**Exercise requirements**
The required result is one figure, the count of lines below with the string "description" in them.

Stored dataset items

********************

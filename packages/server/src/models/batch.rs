use chrono::{DateTime, NaiveDate, Utc};
use common::{BatchStatus, EventType, SourceType, StorageLocation};
use serde::{Deserialize, Serialize};
use utoipa::{IntoParams, ToSchema};

use crate::entity::{batch, batch_event};
use crate::error::AppError;
use crate::expiry::ExpiringBatch;
use crate::ledger::{BatchPatch, ItemRef, NewBatch};
use crate::models::shared::Pagination;

#[derive(Serialize, ToSchema)]
pub struct BatchResponse {
    #[schema(example = 1)]
    pub id: i32,
    #[schema(example = 1)]
    pub item_id: i32,
    /// Item name when the batch was created.
    #[schema(example = "鸡蛋")]
    pub item_name: String,
    #[schema(example = 7.0)]
    pub quantity: f64,
    #[schema(example = "pcs")]
    pub unit: String,
    #[schema(example = "2026-03-03")]
    pub expire_date: NaiveDate,
    pub location: StorageLocation,
    pub status: BatchStatus,
    pub source_type: SourceType,
    /// Image id for image-sourced batches.
    pub source_ref: Option<String>,
    pub created_at: DateTime<Utc>,
    pub updated_at: DateTime<Utc>,
}

impl From<batch::Model> for BatchResponse {
    fn from(b: batch::Model) -> Self {
        Self {
            id: b.id,
            item_id: b.item_id,
            item_name: b.item_name_snapshot,
            quantity: b.quantity,
            unit: b.unit,
            expire_date: b.expire_date,
            location: b.location,
            status: b.status,
            source_type: b.source_type,
            source_ref: b.source_ref,
            created_at: b.created_at,
            updated_at: b.updated_at,
        }
    }
}

/// One batch to create. Name the item by `item_id` or `item_name`; an
/// unknown name creates the item.
#[derive(Deserialize, ToSchema)]
pub struct CreateBatchRequest {
    #[schema(example = 1)]
    pub item_id: Option<i32>,
    #[schema(example = "鸡蛋")]
    pub item_name: Option<String>,
    /// Must be greater than zero.
    #[schema(example = 12.0)]
    pub quantity: f64,
    /// Defaults to the item's unit.
    #[schema(example = "pcs")]
    pub unit: Option<String>,
    /// Defaults to today plus the item's shelf life.
    #[schema(example = "2026-03-08")]
    pub expire_date: Option<NaiveDate>,
    /// Defaults to `fridge`.
    pub location: Option<StorageLocation>,
}

impl CreateBatchRequest {
    pub fn into_new_batch(self) -> Result<NewBatch, AppError> {
        let item = match (self.item_id, self.item_name) {
            (Some(id), _) => ItemRef::Id(id),
            (None, Some(name)) if !name.trim().is_empty() => ItemRef::Name(name),
            _ => {
                return Err(AppError::Validation(
                    "Either item_id or item_name is required".into(),
                ));
            }
        };
        Ok(NewBatch {
            item,
            quantity: self.quantity,
            unit: self.unit,
            expire_date: self.expire_date,
            location: self.location,
        })
    }
}

/// Accepted detections (or manual entries) to store in one go.
#[derive(Deserialize, ToSchema)]
pub struct BulkCreateBatchesRequest {
    /// Uploaded image the batches came from. Omit for manual entry.
    pub image_id: Option<String>,
    pub batches: Vec<CreateBatchRequest>,
}

#[derive(Serialize, ToSchema)]
pub struct BulkCreateBatchesResponse {
    pub data: Vec<BatchResponse>,
}

#[derive(Deserialize, ToSchema)]
pub struct UpdateBatchRequest {
    /// New quantity. Recorded as an `adjusted` event.
    #[schema(example = 10.0)]
    pub quantity: Option<f64>,
    pub expire_date: Option<NaiveDate>,
    pub location: Option<StorageLocation>,
}

impl From<UpdateBatchRequest> for BatchPatch {
    fn from(req: UpdateBatchRequest) -> Self {
        Self {
            quantity: req.quantity,
            expire_date: req.expire_date,
            location: req.location,
        }
    }
}

#[derive(Deserialize, ToSchema)]
pub struct ConsumeBatchRequest {
    #[schema(example = 5.0)]
    pub quantity: f64,
    #[schema(example = "breakfast")]
    pub note: Option<String>,
}

#[derive(Deserialize, ToSchema)]
pub struct DiscardBatchRequest {
    #[schema(example = 2.0)]
    pub quantity: f64,
    #[schema(example = "spoiled")]
    pub reason: Option<String>,
}

#[derive(Deserialize, IntoParams)]
#[into_params(parameter_in = Query)]
pub struct BatchListQuery {
    /// `fridge`, `freezer` or `pantry`.
    pub location: Option<String>,
    /// `in_stock`, `consumed` or `discarded`.
    pub status: Option<String>,
    /// Case-insensitive substring of the item name.
    pub keyword: Option<String>,
    pub page: Option<u64>,
    pub per_page: Option<u64>,
}

#[derive(Serialize, ToSchema)]
pub struct BatchListResponse {
    pub data: Vec<BatchResponse>,
    pub pagination: Pagination,
}

#[derive(Debug, Deserialize, IntoParams)]
#[into_params(parameter_in = Query)]
pub struct ExpiringQuery {
    /// Horizon in days. Defaults to the configured horizon.
    pub days: Option<i64>,
    /// Return only the first N entries.
    pub limit: Option<usize>,
}

#[derive(Serialize, ToSchema)]
pub struct ExpiringBatchResponse {
    #[serde(flatten)]
    pub batch: BatchResponse,
    /// Days until expiry; negative once expired.
    #[schema(example = 2)]
    pub days_left: i64,
}

impl From<ExpiringBatch> for ExpiringBatchResponse {
    fn from(e: ExpiringBatch) -> Self {
        Self {
            batch: e.batch.into(),
            days_left: e.days_left,
        }
    }
}

#[derive(Serialize, ToSchema)]
pub struct ExpiringListResponse {
    pub horizon_days: i64,
    pub data: Vec<ExpiringBatchResponse>,
}

#[derive(Serialize, ToSchema)]
pub struct EventResponse {
    pub id: i32,
    pub batch_id: i32,
    pub event_type: EventType,
    /// Signed change applied to the batch quantity.
    #[schema(example = -5.0)]
    pub delta_quantity: f64,
    pub note: String,
    pub created_at: DateTime<Utc>,
}

impl From<batch_event::Model> for EventResponse {
    fn from(e: batch_event::Model) -> Self {
        Self {
            id: e.id,
            batch_id: e.batch_id,
            event_type: e.event_type,
            delta_quantity: e.delta_quantity,
            note: e.note,
            created_at: e.created_at,
        }
    }
}

#[derive(Debug, Deserialize, IntoParams)]
#[into_params(parameter_in = Query)]
pub struct EventListQuery {
    /// 1-200, default 10.
    pub limit: Option<u64>,
}
use axum::{Json, extract::State, http::StatusCode};
use tracing::{info, instrument};

use crate::catalog::{self, NewItem};
use crate::error::{AppError, ErrorBody};
use crate::extractors::json::AppJson;
use crate::ledger::{FALLBACK_UNIT, UNCATEGORIZED};
use crate::models::item::*;
use crate::models::shared::validate_name;
use crate::state::AppState;

#[utoipa::path(
    get,
    path = "/items",
    tag = "Items",
    operation_id = "listItems",
    summary = "List catalog items",
    description = "Returns every item ordered by id.",
    responses(
        (status = 200, description = "All items", body = Vec<ItemResponse>),
    ),
)]
#[instrument(skip(state))]
pub async fn list_items(State(state): State<AppState>) -> Result<Json<Vec<ItemResponse>>, AppError> {
    let items = catalog::list_items(&state.db).await?;
    Ok(Json(items.into_iter().map(Into::into).collect()))
}

#[utoipa::path(
    post,
    path = "/items",
    tag = "Items",
    operation_id = "createItem",
    summary = "Add an item to the catalog",
    request_body = CreateItemRequest,
    responses(
        (status = 201, description = "Item created", body = ItemResponse),
        (status = 400, description = "Validation error (VALIDATION_ERROR)", body = ErrorBody),
        (status = 409, description = "Name already taken (CONFLICT)", body = ErrorBody),
    ),
)]
#[instrument(skip(state, payload))]
pub async fn create_item(
    State(state): State<AppState>,
    AppJson(payload): AppJson<CreateItemRequest>,
) -> Result<(StatusCode, Json<ItemResponse>), AppError> {
    let name = validate_name(&payload.name, "name")?.to_string();
    if let Some(days) = payload.shelf_life_days_default
        && days < 0
    {
        return Err(AppError::Validation(
            "shelf_life_days_default must be >= 0".into(),
        ));
    }

    let non_blank = |v: Option<String>, fallback: &str| {
        v.map(|s| s.trim().to_string())
            .filter(|s| !s.is_empty())
            .unwrap_or_else(|| fallback.to_string())
    };
    let new_item = NewItem {
        name,
        category: non_blank(payload.category, UNCATEGORIZED),
        default_unit: non_blank(payload.default_unit, FALLBACK_UNIT),
        shelf_life_days_default: payload.shelf_life_days_default,
    };

    let created = catalog::create_item(&state.db, &new_item)
        .await?
        .ok_or_else(|| AppError::Conflict(format!("Item '{}' already exists", new_item.name)))?;

    info!(item_id = created.id, name = %created.name, "Item created");
    Ok((StatusCode::CREATED, Json(created.into())))
}
use common::BatchStatus;
use sea_orm::DbErr;
use thiserror::Error;

/// Errors raised by ledger operations.
#[derive(Debug, Error)]
pub enum LedgerError {
    #[error("Invalid quantity: {0}")]
    InvalidQuantity(String),

    #[error("Batch {batch_id} is {status} and can no longer change")]
    BatchTerminal { batch_id: i32, status: BatchStatus },

    #[error("Item {0} not found")]
    ItemNotFound(String),

    #[error("Batch {0} not found")]
    BatchNotFound(i32),

    #[error("{0}")]
    Validation(String),

    /// The cached quantity no longer matches the event log.
    #[error("Batch {batch_id} holds {cached} but its events sum to {replayed}")]
    ProjectionDiverged {
        batch_id: i32,
        cached: f64,
        replayed: f64,
    },

    #[error("Database error: {0}")]
    Db(#[from] DbErr),
}
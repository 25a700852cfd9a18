pub mod config;
pub mod detection;
pub mod inventory;
pub mod quantity;
pub mod storage;

pub use detection::Detection;
pub use inventory::{BatchStatus, EventType, ParseEnumError, SourceType, StorageLocation};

********************

**Exercise answer**
5